Gwen Stefani. I’ll never forget the first time I saw the “Don’t Speak” video when I was fifteen years old. Half of the video is Gwen gorgeous and demure in a vintage dress, and the other half is her grungily rocking a stage in a sports bra and track pants. As a very girly teenager who also spent hours each day rehearsing in a dusty field, I connected with this dual image immediately. Gwen was the first celebrity to give me a glimpse of the full spectrum of womanhood. She’s never apologized for being an ambitious, talented powerhouse who values love and family as much as her work. Her creativity is fearless – she doesn’t care if her music, clothes, etc. are too out there. She just creates. We should all be so free.

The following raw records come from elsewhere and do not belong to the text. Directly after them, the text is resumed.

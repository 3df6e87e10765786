//! Delimited-text ingestion
//!
//! Reads a header row followed by data rows, decides which columns are numeric,
//! and extracts one of them as a [`NumericSeries`] with missing cells removed.
//!
//! Tokenizing is done by the [`csv`] crate, so quoted fields may contain the
//! delimiter, escaped quotes (`""`) and line breaks. Cells are trimmed and
//! blank lines are skipped.

use std::{fs::File, io, path::Path};

use freqdist_stats::{error::InvalidInputError, series::NumericSeries};

/// Cell contents treated as a missing value (compared case-insensitively).
pub const MISSING_MARKERS: [&str; 6] = ["", "na", "n/a", "nan", "null", "none"];

#[derive(Debug, derive_more::Display, derive_more::Error, derive_more::From)]
pub enum IngestError {
    #[display("failed to read input: {_0}")]
    #[from]
    Io(io::Error),
    #[display("malformed delimited text: {_0}")]
    #[from]
    Csv(csv::Error),
    #[display("delimiter {delimiter:?} is not a single ASCII character")]
    InvalidDelimiter { delimiter: char },
    #[display("input has no header row")]
    MissingHeader,
    #[display("line {line}: expected {expected} fields, found {found}")]
    RaggedRow {
        line: usize,
        expected: usize,
        found: usize,
    },
    #[display("column '{name}' not found")]
    UnknownColumn { name: String },
    #[display("column '{name}' is not numeric (line {line}: '{cell}')")]
    NotNumeric {
        name: String,
        line: usize,
        cell: String,
    },
    #[display("no numeric column found")]
    NoNumericColumn,
    #[display("column '{name}': {source}")]
    InvalidSeries {
        name: String,
        source: InvalidInputError,
    },
}

#[derive(Debug, Clone)]
struct Record {
    /// Line on which the record starts.
    line: usize,
    cells: Vec<String>,
}

/// An in-memory table of text cells with named columns.
#[derive(Debug, Clone)]
pub struct DelimitedTable {
    headers: Vec<String>,
    records: Vec<Record>,
}

/// A numeric column pulled out of a [`DelimitedTable`].
#[derive(Debug, Clone)]
pub struct ExtractedColumn {
    pub name: String,
    /// Number of data rows in the table, including rows whose cell was missing.
    pub records: usize,
    pub series: NumericSeries,
}

impl DelimitedTable {
    /// Opens and parses the file at `path`.
    pub fn from_path<P>(path: P, delimiter: char) -> Result<Self, IngestError>
    where
        P: AsRef<Path>,
    {
        let file = File::open(path)?;
        Self::parse(file, delimiter)
    }

    /// Parses delimited text whose first non-blank line is the header.
    ///
    /// # Examples
    ///
    /// ```
    /// use freqdist_report::ingest::DelimitedTable;
    ///
    /// let text = "name,score\nada,9.5\nbob,\ncy,7\n";
    /// let table = DelimitedTable::parse(text.as_bytes(), ',').unwrap();
    /// let column = table.extract_series(None).unwrap();
    /// assert_eq!(column.name, "score");
    /// assert_eq!(column.records, 3);
    /// assert_eq!(column.series.as_slice(), &[9.5, 7.0]);
    /// ```
    pub fn parse<R>(reader: R, delimiter: char) -> Result<Self, IngestError>
    where
        R: io::Read,
    {
        let delimiter = u8::try_from(delimiter)
            .ok()
            .filter(u8::is_ascii)
            .ok_or(IngestError::InvalidDelimiter { delimiter })?;
        let mut reader = csv::ReaderBuilder::new()
            .delimiter(delimiter)
            .has_headers(false)
            .flexible(true)
            .trim(csv::Trim::All)
            .from_reader(reader);

        let mut headers: Option<Vec<String>> = None;
        let mut records = vec![];
        for row in reader.records() {
            let row = row?;
            if is_blank(&row) {
                continue;
            }
            let line = row
                .position()
                .and_then(|pos| usize::try_from(pos.line()).ok())
                .unwrap_or_default();
            let cells = row.iter().map(str::to_owned).collect::<Vec<_>>();
            match &headers {
                None => {
                    let mut cells = cells;
                    if let Some(first) = cells.first_mut() {
                        *first = first.trim_start_matches('\u{feff}').trim().to_owned();
                    }
                    headers = Some(cells);
                }
                Some(headers) => {
                    if cells.len() != headers.len() {
                        return Err(IngestError::RaggedRow {
                            line,
                            expected: headers.len(),
                            found: cells.len(),
                        });
                    }
                    records.push(Record { line, cells });
                }
            }
        }
        let headers = headers.ok_or(IngestError::MissingHeader)?;
        tracing::debug!(
            columns = headers.len(),
            rows = records.len(),
            "parsed delimited table"
        );
        Ok(Self { headers, records })
    }

    #[must_use]
    pub fn headers(&self) -> &[String] {
        &self.headers
    }

    /// Number of data rows.
    #[must_use]
    pub fn row_count(&self) -> usize {
        self.records.len()
    }

    #[must_use]
    pub fn column_index(&self, name: &str) -> Option<usize> {
        self.headers.iter().position(|h| h == name)
    }

    /// Names of the columns whose every present cell is a finite number.
    ///
    /// A column with no present cells at all is not considered numeric.
    #[must_use]
    pub fn numeric_column_names(&self) -> Vec<&str> {
        (0..self.headers.len())
            .filter(|&idx| {
                self.column_values(idx)
                    .is_ok_and(|cells| cells.iter().any(Option::is_some))
            })
            .map(|idx| self.headers[idx].as_str())
            .collect()
    }

    /// Parses the named column, with `None` for missing cells.
    pub fn numeric_column(&self, name: &str) -> Result<Vec<Option<f64>>, IngestError> {
        let idx = self
            .column_index(name)
            .ok_or_else(|| IngestError::UnknownColumn {
                name: name.to_owned(),
            })?;
        self.column_values(idx)
    }

    /// Extracts a column as a series, dropping missing cells.
    ///
    /// With `column = None` the first numeric column is used.
    pub fn extract_series(&self, column: Option<&str>) -> Result<ExtractedColumn, IngestError> {
        let name = match column {
            Some(name) => name,
            None => *self
                .numeric_column_names()
                .first()
                .ok_or(IngestError::NoNumericColumn)?,
        };
        let cells = self.numeric_column(name)?;
        let missing = cells.iter().filter(|c| c.is_none()).count();
        if missing > 0 {
            tracing::info!(column = name, missing, "dropped missing values");
        }
        let series =
            NumericSeries::from_optional(cells).map_err(|source| IngestError::InvalidSeries {
                name: name.to_owned(),
                source,
            })?;
        Ok(ExtractedColumn {
            name: name.to_owned(),
            records: self.row_count(),
            series,
        })
    }

    fn column_values(&self, idx: usize) -> Result<Vec<Option<f64>>, IngestError> {
        self.records
            .iter()
            .map(|record| {
                let cell = &record.cells[idx];
                parse_cell(cell).map_err(|()| IngestError::NotNumeric {
                    name: self.headers[idx].clone(),
                    line: record.line,
                    cell: cell.clone(),
                })
            })
            .collect()
    }
}

/// Parses a cell as a finite number; `Ok(None)` for a missing marker.
fn parse_cell(cell: &str) -> Result<Option<f64>, ()> {
    if MISSING_MARKERS
        .iter()
        .any(|marker| cell.eq_ignore_ascii_case(marker))
    {
        return Ok(None);
    }
    match cell.parse::<f64>() {
        Ok(value) if value.is_finite() => Ok(Some(value)),
        _ => Err(()),
    }
}

/// A whitespace-only line comes back as a single empty field.
fn is_blank(row: &csv::StringRecord) -> bool {
    row.iter().all(str::is_empty) && row.len() <= 1
}

#[cfg(test)]
mod tests {
    use super::*;

    fn parse(text: &str) -> DelimitedTable {
        DelimitedTable::parse(text.as_bytes(), ',').unwrap()
    }

    #[test]
    fn test_quoted_fields() {
        let table = parse("a,b,c,d\nx,\"b, c\",\"say \"\"hi\"\"\",1\n");
        assert_eq!(table.records[0].cells, ["x", "b, c", r#"say "hi""#, "1"]);
    }

    #[test]
    fn test_quoted_field_spanning_lines() {
        let table = parse("note,x\n\"line one\nline two\",1\nplain,2\n");
        assert_eq!(table.row_count(), 2);
        assert_eq!(table.records[0].cells[0], "line one\nline two");
        assert_eq!(table.numeric_column_names(), ["x"]);
        assert_eq!(table.records[1].line, 4);
        let column = table.extract_series(None).unwrap();
        assert_eq!(column.series.as_slice(), &[1.0, 2.0]);
    }

    #[test]
    fn test_blank_lines_are_skipped() {
        let table = parse("\na,b\n\n1,2\n   \n3,4\n");
        assert_eq!(table.headers(), ["a", "b"]);
        assert_eq!(table.row_count(), 2);
    }

    #[test]
    fn test_non_ascii_delimiter() {
        let err = DelimitedTable::parse("a\n1\n".as_bytes(), '\u{2016}').unwrap_err();
        assert!(matches!(err, IngestError::InvalidDelimiter { .. }));
    }

    #[test]
    fn test_first_numeric_column_is_default() {
        let table = parse("city,temp,rain\nOslo,3.5,10\nLima,22,NA\n");
        assert_eq!(table.numeric_column_names(), ["temp", "rain"]);
        let column = table.extract_series(None).unwrap();
        assert_eq!(column.name, "temp");
        assert_eq!(column.series.as_slice(), &[3.5, 22.0]);
    }

    #[test]
    fn test_named_column_drops_missing() {
        let table = parse("city,temp,rain\nOslo,3.5,10\nLima,22,NA\nRome,18,\n");
        let column = table.extract_series(Some("rain")).unwrap();
        assert_eq!(column.records, 3);
        assert_eq!(column.series.as_slice(), &[10.0]);
    }

    #[test]
    fn test_unknown_column() {
        let table = parse("a\n1\n");
        let err = table.extract_series(Some("b")).unwrap_err();
        assert!(matches!(err, IngestError::UnknownColumn { name } if name == "b"));
    }

    #[test]
    fn test_text_column_is_not_numeric() {
        let table = parse("a,b\n1,x\n2,y\n");
        let err = table.extract_series(Some("b")).unwrap_err();
        assert!(matches!(err, IngestError::NotNumeric { line: 2, .. }));
        assert_eq!(table.numeric_column_names(), ["a"]);
    }

    #[test]
    fn test_no_numeric_column() {
        let table = parse("a,b\nx,y\n");
        assert!(matches!(
            table.extract_series(None),
            Err(IngestError::NoNumericColumn)
        ));
    }

    #[test]
    fn test_all_missing_column_is_empty_series() {
        let table = parse("a,b\n1,\n2,NA\n");
        assert_eq!(table.numeric_column_names(), ["a"]);
        let err = table.extract_series(Some("b")).unwrap_err();
        assert!(matches!(
            err,
            IngestError::InvalidSeries {
                source: InvalidInputError::EmptySeries,
                ..
            }
        ));
    }

    #[test]
    fn test_ragged_row() {
        let err = DelimitedTable::parse("a,b\n1,2\n3\n".as_bytes(), ',').unwrap_err();
        assert!(matches!(
            err,
            IngestError::RaggedRow {
                line: 3,
                expected: 2,
                found: 1
            }
        ));
    }

    #[test]
    fn test_missing_header() {
        let err = DelimitedTable::parse("\n\n".as_bytes(), ',').unwrap_err();
        assert!(matches!(err, IngestError::MissingHeader));
    }

    #[test]
    fn test_semicolon_delimiter_and_bom() {
        let text = "\u{feff}x;y\n1,5;2\n";
        let table = DelimitedTable::parse(text.as_bytes(), ';').unwrap();
        assert_eq!(table.headers(), ["x", "y"]);
        // "1,5" is not a number with a '.' decimal separator
        assert_eq!(table.numeric_column_names(), ["y"]);
    }

    #[test]
    fn test_infinity_is_not_numeric() {
        assert_eq!(parse_cell("inf"), Err(()));
        assert_eq!(parse_cell("NaN"), Ok(None));
        assert_eq!(parse_cell("-1e3"), Ok(Some(-1000.0)));
    }
}
//! Typeset LaTeX report.
//!
//! The generated source depends only on standard packages (`geometry`,
//! `booktabs`, `float`, `pgfplots`), so it compiles with a stock `pdflatex`.
//! Charts are drawn by pgfplots from the [`ChartSet`] series; no image files
//! are involved.

use std::fmt::{self, Write as _};

use chrono::{DateTime, Local};
use freqdist_stats::descriptive::ModeSource;

use crate::{
    analysis::Analysis,
    charts::{CategorySeries, ChartSet, PointSeries},
};

/// A complete report document, rendered through [`fmt::Display`].
#[derive(Debug)]
pub struct LatexReport<'a> {
    analysis: &'a Analysis,
    charts: &'a ChartSet,
    generated_at: DateTime<Local>,
}

impl<'a> LatexReport<'a> {
    #[must_use]
    pub fn new(analysis: &'a Analysis, charts: &'a ChartSet) -> Self {
        Self {
            analysis,
            charts,
            generated_at: Local::now(),
        }
    }

    /// Fixes the date printed on the title page.
    #[must_use]
    pub fn generated_at(mut self, generated_at: DateTime<Local>) -> Self {
        self.generated_at = generated_at;
        self
    }

    fn write_preamble(&self, f: &mut fmt::Formatter<'_>) -> fmt::Result {
        writeln!(f, r"\documentclass[11pt]{{article}}")?;
        writeln!(f, r"\usepackage[margin=2cm,top=2.5cm]{{geometry}}")?;
        writeln!(f, r"\usepackage[T1]{{fontenc}}")?;
        writeln!(f, r"\usepackage{{float}}")?;
        writeln!(f, r"\usepackage{{booktabs}}")?;
        writeln!(f, r"\usepackage{{amsmath}}")?;
        writeln!(f, r"\usepackage[table]{{xcolor}}")?;
        writeln!(f, r"\usepackage{{pgfplots}}")?;
        writeln!(f, r"\pgfplotsset{{compat=1.18}}")?;
        writeln!(f)?;
        writeln!(f, r"\title{{Statistical Analysis Report}}")?;
        writeln!(f, r"\author{{freqdist}}")?;
        writeln!(f, r"\date{{{}}}", self.generated_at.format("%Y-%m-%d"))?;
        writeln!(f)
    }

    fn write_introduction(&self, f: &mut fmt::Formatter<'_>) -> fmt::Result {
        let a = self.analysis;
        writeln!(f, r"\section{{Introduction}}")?;
        writeln!(
            f,
            r"This document presents a statistical analysis of the variable \textbf{{{}}}.",
            escape(&a.variable)
        )?;
        write!(f, "{} records were read", a.records)?;
        if a.records == a.stats.count {
            writeln!(f, ".")?;
        } else {
            writeln!(
                f,
                ", of which {} hold a value; missing values were excluded.",
                a.stats.count
            )?;
        }
        writeln!(
            f,
            "The analysis covers frequency tables, measures of central tendency and \
             dispersion, and several graphical representations."
        )?;
        writeln!(f)
    }

    fn write_frequency_tables(&self, f: &mut fmt::Formatter<'_>) -> fmt::Result {
        let table = &self.analysis.table;
        writeln!(f, r"\section{{Frequency Table}}")?;
        write!(
            f,
            "The data are grouped into {} class{} of width {:.4}",
            table.len(),
            if table.len() == 1 { "" } else { "es" },
            table.class_width()
        )?;
        if table.is_degenerate() {
            writeln!(
                f,
                "; every observation has the same value, so a single closed class is used."
            )?;
        } else {
            writeln!(
                f,
                ". Every class includes its lower bound and excludes its upper bound, \
                 except the last class, which includes both."
            )?;
        }
        writeln!(f)?;

        writeln!(f, r"\begin{{table}}[H]")?;
        writeln!(f, r"\centering")?;
        writeln!(f, r"\caption{{Frequency distribution}}")?;
        writeln!(f, r"\begin{{tabular}}{{lrrrr}}")?;
        writeln!(f, r"\toprule")?;
        writeln!(
            f,
            r"Interval & Class mark & Abs. freq. & Rel. freq. & Freq. (\%) \\"
        )?;
        writeln!(f, r"\midrule")?;
        for class in table {
            writeln!(
                f,
                r"${}$ & {:.2} & {} & {:.4} & {:.2} \\",
                class.label(2),
                class.class_mark,
                class.absolute_frequency,
                class.relative_frequency,
                class.percent_frequency
            )?;
        }
        writeln!(f, r"\bottomrule")?;
        writeln!(f, r"\end{{tabular}}")?;
        writeln!(f, r"\end{{table}}")?;
        writeln!(f)?;

        writeln!(f, r"\begin{{table}}[H]")?;
        writeln!(f, r"\centering")?;
        writeln!(f, r"\caption{{Cumulative frequencies}}")?;
        writeln!(f, r"\begin{{tabular}}{{lrr}}")?;
        writeln!(f, r"\toprule")?;
        writeln!(f, r"Interval & Cum. freq. & Cum. rel. freq. \\")?;
        writeln!(f, r"\midrule")?;
        for class in table {
            writeln!(
                f,
                r"${}$ & {} & {:.4} \\",
                class.label(2),
                class.cumulative_absolute,
                class.cumulative_relative
            )?;
        }
        writeln!(f, r"\bottomrule")?;
        writeln!(f, r"\end{{tabular}}")?;
        writeln!(f, r"\end{{table}}")?;
        writeln!(f)
    }

    fn write_statistics(&self, f: &mut fmt::Formatter<'_>) -> fmt::Result {
        let s = &self.analysis.stats;
        writeln!(f, r"\section{{Descriptive Statistics}}")?;

        writeln!(f, r"\subsection{{Central Tendency}}")?;
        writeln!(f, r"\begin{{itemize}}")?;
        writeln!(f, r"\item Arithmetic mean: $\bar{{x}} = {:.4}$", s.mean)?;
        writeln!(f, r"\item Median: $Me = {:.4}$", s.median)?;
        write!(f, r"\item Mode: $Mo = {:.4}$", s.mode)?;
        if s.mode_source == ModeSource::MeanFallback {
            write!(f, " (no value repeats; the mean is reported)")?;
        }
        writeln!(f)?;
        writeln!(f, r"\end{{itemize}}")?;
        writeln!(f)?;

        writeln!(f, r"\subsection{{Dispersion}}")?;
        writeln!(f, r"\begin{{itemize}}")?;
        writeln!(f, r"\item Standard deviation: $s = {:.4}$", s.std_dev)?;
        writeln!(f, r"\item Variance: $s^2 = {:.4}$", s.variance)?;
        writeln!(f, r"\item Range: $R = {:.4}$", s.range)?;
        writeln!(f, r"\item Interquartile range: $IQR = {:.4}$", s.iqr)?;
        writeln!(f, r"\end{{itemize}}")?;
        writeln!(f)?;

        writeln!(f, r"\subsection{{Extremes and Quartiles}}")?;
        writeln!(f, r"\begin{{itemize}}")?;
        writeln!(f, r"\item Minimum: ${:.4}$", s.min)?;
        writeln!(f, r"\item First quartile ($Q_1$): ${:.4}$", s.quartiles.q1)?;
        writeln!(
            f,
            r"\item Second quartile ($Q_2$, median): ${:.4}$",
            s.quartiles.q2
        )?;
        writeln!(f, r"\item Third quartile ($Q_3$): ${:.4}$", s.quartiles.q3)?;
        writeln!(f, r"\item Maximum: ${:.4}$", s.max)?;
        writeln!(f, r"\end{{itemize}}")?;
        writeln!(f)
    }

    fn write_charts(&self, f: &mut fmt::Formatter<'_>) -> fmt::Result {
        let charts = self.charts;
        writeln!(f, r"\section{{Charts}}")?;

        writeln!(f, r"\subsection{{Histogram}}")?;
        writeln!(
            f,
            "The histogram shows the absolute frequency of each class interval."
        )?;
        write_bar_figure(f, &charts.histogram, false)?;

        writeln!(f, r"\subsection{{Frequency Polygon}}")?;
        writeln!(
            f,
            "The frequency polygon joins the class marks at the height of their frequencies."
        )?;
        write_line_figure(f, &charts.polygon)?;

        writeln!(f, r"\subsection{{Ogive}}")?;
        writeln!(
            f,
            "The ogive plots the cumulative frequency reached at each upper class bound."
        )?;
        write_line_figure(f, &charts.ogive)?;

        writeln!(f, r"\subsection{{Percentage Distribution}}")?;
        writeln!(f, r"\begin{{table}}[H]")?;
        writeln!(f, r"\centering")?;
        writeln!(f, r"\caption{{{}}}", escape(&charts.pie.title))?;
        writeln!(f, r"\begin{{tabular}}{{lrr}}")?;
        writeln!(f, r"\toprule")?;
        writeln!(f, r"Class & Count & Share (\%) \\")?;
        writeln!(f, r"\midrule")?;
        for slice in &charts.pie.slices {
            writeln!(
                f,
                r"{} & {} & {:.1} \\",
                escape(&slice.label),
                slice.count,
                slice.percent
            )?;
        }
        writeln!(f, r"\bottomrule")?;
        writeln!(f, r"\end{{tabular}}")?;
        writeln!(f, r"\end{{table}}")?;
        writeln!(f)?;

        writeln!(f, r"\subsection{{Bar Chart}}")?;
        writeln!(
            f,
            "The bar chart presents the absolute frequency of every class."
        )?;
        write_bar_figure(f, &charts.bar, true)
    }

    fn write_conclusions(&self, f: &mut fmt::Formatter<'_>) -> fmt::Result {
        let a = self.analysis;
        let s = &a.stats;
        writeln!(f, r"\section{{Conclusions}}")?;
        writeln!(
            f,
            "The analysis of the variable \\textbf{{{}}} shows the following:",
            escape(&a.variable)
        )?;
        writeln!(f, r"\begin{{enumerate}}")?;
        writeln!(
            f,
            r"\item The distribution has a mean of {:.2} and a standard deviation of {:.2}.",
            s.mean, s.std_dev
        )?;
        writeln!(
            f,
            r"\item Values range from {:.2} to {:.2}, a range of {:.2}.",
            s.min, s.max, s.range
        )?;
        match a.relative_dispersion() {
            Some(d) => writeln!(
                f,
                r"\item The coefficient of variation is {:.2}\%, which indicates {} relative dispersion.",
                d.cv_percent, d.level
            )?,
            None => writeln!(
                f,
                r"\item The coefficient of variation is undefined because the mean is zero."
            )?,
        }
        writeln!(f, r"\end{{enumerate}}")?;
        writeln!(f)
    }
}

impl fmt::Display for LatexReport<'_> {
    fn fmt(&self, f: &mut fmt::Formatter<'_>) -> fmt::Result {
        self.write_preamble(f)?;
        writeln!(f, r"\begin{{document}}")?;
        writeln!(f, r"\maketitle")?;
        writeln!(f, r"\tableofcontents")?;
        writeln!(f, r"\newpage")?;
        writeln!(f)?;
        self.write_introduction(f)?;
        self.write_frequency_tables(f)?;
        self.write_statistics(f)?;
        self.write_charts(f)?;
        self.write_conclusions(f)?;
        writeln!(f, r"\end{{document}}")
    }
}

fn write_bar_figure(
    f: &mut fmt::Formatter<'_>,
    series: &CategorySeries,
    value_labels: bool,
) -> fmt::Result {
    let coords = series
        .categories
        .iter()
        .map(|c| escape(&c.label))
        .collect::<Vec<_>>()
        .join(",");
    let mut points = String::new();
    for c in &series.categories {
        write!(points, "({},{}) ", escape(&c.label), c.value)?;
    }

    writeln!(f, r"\begin{{figure}}[H]")?;
    writeln!(f, r"\centering")?;
    writeln!(f, r"\begin{{tikzpicture}}")?;
    writeln!(f, r"\begin{{axis}}[")?;
    writeln!(f, r"  ybar, bar width=0.6cm, width=0.85\textwidth, height=7cm,")?;
    writeln!(f, r"  ymin=0, enlarge x limits=0.08,")?;
    writeln!(f, r"  symbolic x coords={{{coords}}}, xtick=data,")?;
    if value_labels {
        writeln!(f, r"  nodes near coords,")?;
    }
    writeln!(
        f,
        r"  xlabel={{{}}}, ylabel={{{}}},",
        escape(&series.x_label),
        escape(&series.y_label)
    )?;
    writeln!(f, r"]")?;
    writeln!(f, r"\addplot coordinates {{{}}};", points.trim_end())?;
    writeln!(f, r"\end{{axis}}")?;
    writeln!(f, r"\end{{tikzpicture}}")?;
    writeln!(f, r"\caption{{{}}}", escape(&series.title))?;
    writeln!(f, r"\end{{figure}}")?;
    writeln!(f)
}

fn write_line_figure(f: &mut fmt::Formatter<'_>, series: &PointSeries) -> fmt::Result {
    let mut points = String::new();
    for (x, y) in &series.points {
        write!(points, "({x:.4},{y}) ")?;
    }

    writeln!(f, r"\begin{{figure}}[H]")?;
    writeln!(f, r"\centering")?;
    writeln!(f, r"\begin{{tikzpicture}}")?;
    writeln!(f, r"\begin{{axis}}[")?;
    writeln!(f, r"  width=0.85\textwidth, height=7cm, ymin=0, grid=major,")?;
    writeln!(
        f,
        r"  xlabel={{{}}}, ylabel={{{}}},",
        escape(&series.x_label),
        escape(&series.y_label)
    )?;
    writeln!(f, r"]")?;
    writeln!(f, r"\addplot[mark=*] coordinates {{{}}};", points.trim_end())?;
    writeln!(f, r"\end{{axis}}")?;
    writeln!(f, r"\end{{tikzpicture}}")?;
    writeln!(f, r"\caption{{{}}}", escape(&series.title))?;
    writeln!(f, r"\end{{figure}}")?;
    writeln!(f)
}

/// Escapes characters with a special meaning in LaTeX text mode.
///
/// ```
/// use freqdist_report::latex::escape;
///
/// assert_eq!(escape("50% of a_b & c"), r"50\% of a\_b \& c");
/// assert_eq!(escape(r"\o/"), r"\textbackslash{}o/");
/// ```
#[must_use]
pub fn escape(text: &str) -> String {
    let mut out = String::with_capacity(text.len());
    for ch in text.chars() {
        match ch {
            '\\' => out.push_str(r"\textbackslash{}"),
            '~' => out.push_str(r"\textasciitilde{}"),
            '^' => out.push_str(r"\textasciicircum{}"),
            '&' | '%' | '$' | '#' | '_' | '{' | '}' => {
                out.push('\\');
                out.push(ch);
            }
            _ => out.push(ch),
        }
    }
    out
}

Brene Brown. Dr. Brown became famous after her TED Talk on the power of vulnerability started a national conversation. Her manifesto on shame and vulnerability, Daring Greatly, permanently changed the way I see the world and relate to people. Her honesty (and solid research) is bringing light into a lot of dark places.

Julia Child. I didn’t know much about her until I read Julie and Julia. Then I fell in love with Meryl Streep’s portrayal of her in the movie. Julia didn’t find her true passion until later in life, but when she did, she went after it with a vengeance. She believed in her work and persevered through years of setbacks. Quirky and not conventionally attractive, she still didn’t tone herself down for anyone and had a passionate, epic partnership with her husband Paul. She changed the way Americans cook and brought joy to many lives, just by being herself.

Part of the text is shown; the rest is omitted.